“Votar amanhã chama-se democracia”: o último apelo ao voto de Marcelo

O Presidente da República deixou esta noite um apelo à participação na segunda volta das eleições presidenciais, comparando esta votação, com o país a braços com severas consequências do mau tempo, às presidenciais de há cinco anos, que decorreram em plena pandemia.

“Votar amanhã chama-se liberdade e democracia”, diz Marcelo Rebelo de Sousa, que começou a intervenção breve por deixar uma palavra às pessoas mais afetadas pelos efeitos do mau tempo: “Os que desanimaram, tiveram medo, se sentiram isolados, angustiados ou desesperados. Para essas centenas de milhares, em cidades, vilas, aldeias, lugares, casas perdidas na serra, a todos vós e a todos que vos têm dado o que podem e não podem, agradeço a resistência, a coragem, a determinação de não ceder, de não desistir, de não largar um centímetro do que é vosso”, afirmou, agradecendo em seguida o facto de muitos terem exercido o direito de voto antecipadamente no passado domingo.

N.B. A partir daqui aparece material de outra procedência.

//! Text-to-speech client.
//!
//! The API fronts four speech backends with two payload families:
//! narrator providers (Google, Edge) take a gender and a language,
//! voice-clone providers (ElevenLabs, TikTok) take a voice name.

use serde::{Deserialize, Serialize};
use serde_json::Value;

use crate::client::ShardError;
use crate::http;
use crate::model::{AudioResult, Media, VoiceCatalog};
use crate::options::TransportOptions;

const COMPLETIONS_PATH: &str = "/v1/tts/completions";
const VOICES_PATH: &str = "/v1/tts/voices";

const DEFAULT_MODEL: &str = "ElevenLabs";
const DEFAULT_GENDER: &str = "Male";
const DEFAULT_LANGUAGE: &str = "en";
const DEFAULT_VOICE: &str = "Rachel";

/// The four speech backends the API fronts.
#[derive(Debug, Clone, Copy, PartialEq, Eq)]
pub enum TtsProvider {
    Google,
    Edge,
    ElevenLabs,
    TikTok,
}

impl TtsProvider {
    /// Resolve a model name case-insensitively. Anything outside the
    /// four known providers is rejected before a payload exists.
    pub fn from_model(name: &str) -> Result<Self, ShardError> {
        match name.to_ascii_lowercase().as_str() {
            "google" => Ok(Self::Google),
            "edge" => Ok(Self::Edge),
            "elevenlabs" => Ok(Self::ElevenLabs),
            "tiktok" => Ok(Self::TikTok),
            _ => Err(ShardError::InvalidModel(name.to_string())),
        }
    }

    /// Narrator providers speak from gender/language; the others clone
    /// a named voice.
    fn is_narrator(self) -> bool {
        matches!(self, Self::Google | Self::Edge)
    }
}

/// Parameters for a speech completion. Defaults select the ElevenLabs
/// provider with its `Rachel` voice.
#[derive(Debug, Clone)]
pub struct TtsParams {
    pub model: String,
    /// Narrator providers only.
    pub gender: String,
    /// Narrator providers only.
    pub language: String,
    /// Voice-clone providers only.
    pub voice: String,
}

impl Default for TtsParams {
    fn default() -> Self {
        Self {
            model: DEFAULT_MODEL.to_string(),
            gender: DEFAULT_GENDER.to_string(),
            language: DEFAULT_LANGUAGE.to_string(),
            voice: DEFAULT_VOICE.to_string(),
        }
    }
}

impl TtsParams {
    pub fn new() -> Self {
        Self::default()
    }

    /// Set the provider model name.
    pub fn with_model(mut self, model: impl Into<String>) -> Self {
        self.model = model.into();
        self
    }

    /// Set the gender (narrator providers).
    pub fn with_gender(mut self, gender: impl Into<String>) -> Self {
        self.gender = gender.into();
        self
    }

    /// Set the language (narrator providers).
    pub fn with_language(mut self, language: impl Into<String>) -> Self {
        self.language = language.into();
        self
    }

    /// Set the voice name (voice-clone providers).
    pub fn with_voice(mut self, voice: impl Into<String>) -> Self {
        self.voice = voice.into();
        self
    }
}

/// Asynchronous text-to-speech client.
#[derive(Debug, Clone)]
pub struct Tts {
    options: TransportOptions,
}

impl Tts {
    pub fn new(options: TransportOptions) -> Self {
        Self { options }
    }

    /// Get a reference to the transport options.
    pub fn transport_options(&self) -> &TransportOptions {
        &self.options
    }

    /// Synthesize speech for `prompt` with the provider selected by
    /// `params.model`.
    pub async fn completions(
        &self,
        prompt: &str,
        params: &TtsParams,
    ) -> Result<AudioResult, ShardError> {
        let payload = tts_payload(&self.options, prompt, params)?;
        let response: AudioResponse =
            http::post_json(&self.options, COMPLETIONS_PATH, &payload).await?;
        Ok(response.into())
    }

    /// Fetch the per-provider voice catalog.
    pub async fn voices(&self) -> Result<VoiceCatalog, ShardError> {
        http::get_json(&self.options, VOICES_PATH).await
    }
}

/// Blocking text-to-speech client.
#[derive(Debug, Clone)]
pub struct BlockingTts {
    options: TransportOptions,
}

impl BlockingTts {
    pub fn new(options: TransportOptions) -> Self {
        Self { options }
    }

    /// Get a reference to the transport options.
    pub fn transport_options(&self) -> &TransportOptions {
        &self.options
    }

    /// Synthesize speech for `prompt` with the provider selected by
    /// `params.model`.
    pub fn completions(&self, prompt: &str, params: &TtsParams) -> Result<AudioResult, ShardError> {
        let payload = tts_payload(&self.options, prompt, params)?;
        let response: AudioResponse =
            http::post_json_blocking(&self.options, COMPLETIONS_PATH, &payload)?;
        Ok(response.into())
    }

    /// Fetch the per-provider voice catalog.
    pub fn voices(&self) -> Result<VoiceCatalog, ShardError> {
        http::get_json_blocking(&self.options, VOICES_PATH)
    }
}

// --- Payload shaping (shared by both execution modes) ---

#[derive(Debug, Serialize)]
#[serde(untagged)]
enum TtsPayload {
    Narrator {
        prompt: String,
        model: String,
        gender: String,
        language: String,
    },
    VoiceClone {
        prompt: String,
        model: String,
        voice: String,
    },
}

fn tts_payload(
    options: &TransportOptions,
    prompt: &str,
    params: &TtsParams,
) -> Result<TtsPayload, ShardError> {
    options.require_credential()?;
    if prompt.trim().is_empty() {
        return Err(ShardError::MissingInput("prompt"));
    }
    let provider = TtsProvider::from_model(&params.model)?;

    Ok(if provider.is_narrator() {
        TtsPayload::Narrator {
            prompt: prompt.to_string(),
            model: params.model.clone(),
            gender: params.gender.clone(),
            language: params.language.clone(),
        }
    } else {
        TtsPayload::VoiceClone {
            prompt: prompt.to_string(),
            model: params.model.clone(),
            voice: params.voice.clone(),
        }
    })
}

// --- Wire types ---

#[derive(Debug, Deserialize)]
struct AudioResponse {
    audio: Media,
    #[serde(rename = "generation-time")]
    generation_time: f64,
    #[serde(rename = "warning!")]
    warning: Option<String>,
    info: Option<Value>,
}

impl From<AudioResponse> for AudioResult {
    fn from(response: AudioResponse) -> Self {
        AudioResult {
            audio: response.audio,
            generation_time: response.generation_time,
            warning: response.warning,
            info: response.info,
        }
    }
}

#[cfg(test)]
mod tests {
    use super::*;

    #[test]
    fn provider_resolution_is_case_insensitive() {
        assert_eq!(
            TtsProvider::from_model("ElevenLabs").unwrap(),
            TtsProvider::ElevenLabs
        );
        assert_eq!(
            TtsProvider::from_model("GOOGLE").unwrap(),
            TtsProvider::Google
        );
        assert_eq!(
            TtsProvider::from_model("tiktok").unwrap(),
            TtsProvider::TikTok
        );
        assert_eq!(TtsProvider::from_model("Edge").unwrap(), TtsProvider::Edge);
    }

    #[test]
    fn unknown_model_is_invalid_before_payload_exists() {
        let options = TransportOptions::new("key");
        let params = TtsParams::new().with_model("bogus");

        match tts_payload(&options, "hello", &params) {
            Err(ShardError::InvalidModel(name)) => assert_eq!(name, "bogus"),
            other => panic!("expected InvalidModel, got {:?}", other),
        }
    }

    #[test]
    fn narrator_payload_carries_gender_and_language() {
        let options = TransportOptions::new("key");
        let params = TtsParams::new()
            .with_model("google")
            .with_gender("Female")
            .with_language("de");
        let payload = tts_payload(&options, "hallo", &params).unwrap();

        let value = serde_json::to_value(&payload).unwrap();
        let keys: Vec<&String> = value.as_object().unwrap().keys().collect();
        assert_eq!(keys, ["gender", "language", "model", "prompt"]);
        assert_eq!(value["gender"], "Female");
        assert_eq!(value["language"], "de");
    }

    #[test]
    fn voice_clone_payload_defaults_to_rachel() {
        let options = TransportOptions::new("key");
        let payload = tts_payload(&options, "hello", &TtsParams::default()).unwrap();

        let value = serde_json::to_value(&payload).unwrap();
        let keys: Vec<&String> = value.as_object().unwrap().keys().collect();
        assert_eq!(keys, ["model", "prompt", "voice"]);
        assert_eq!(value["voice"], "Rachel");
        assert_eq!(value["model"], "ElevenLabs");
    }

    #[test]
    fn empty_prompt_is_missing_input() {
        let options = TransportOptions::new("key");
        assert!(matches!(
            tts_payload(&options, "", &TtsParams::default()),
            Err(ShardError::MissingInput("prompt"))
        ));
    }
}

“A todos vós agradeço a resposta dada no dia 1, quatro dias apenas depois da calamidade de 28 de janeiro. A vossa resposta foi votarem. Votarem em massa e também nas áreas devastadas, também no voto antecipado”, disse, comparando a realização desta segunda volta com a eleição de há 5 anos, com o país em plena pandemia: “Em todo o país, sem vacinas, com hospitais a transbordarem, com mortes a subirem, com contágios a galoparem”.

“Votar amanhã é como votar na pandemia em estado de emergência”, terminou o Presidente.

Ou agora, quatro dias depois da tragédia. Votar amanhã chama-se vencer a calamidade e refazer o nosso futuro. Votar amanhã chama-se liberdade. Votar amanhã chama-se democracia. Votar amanhã chama-se, acima de tudo, Portugal”.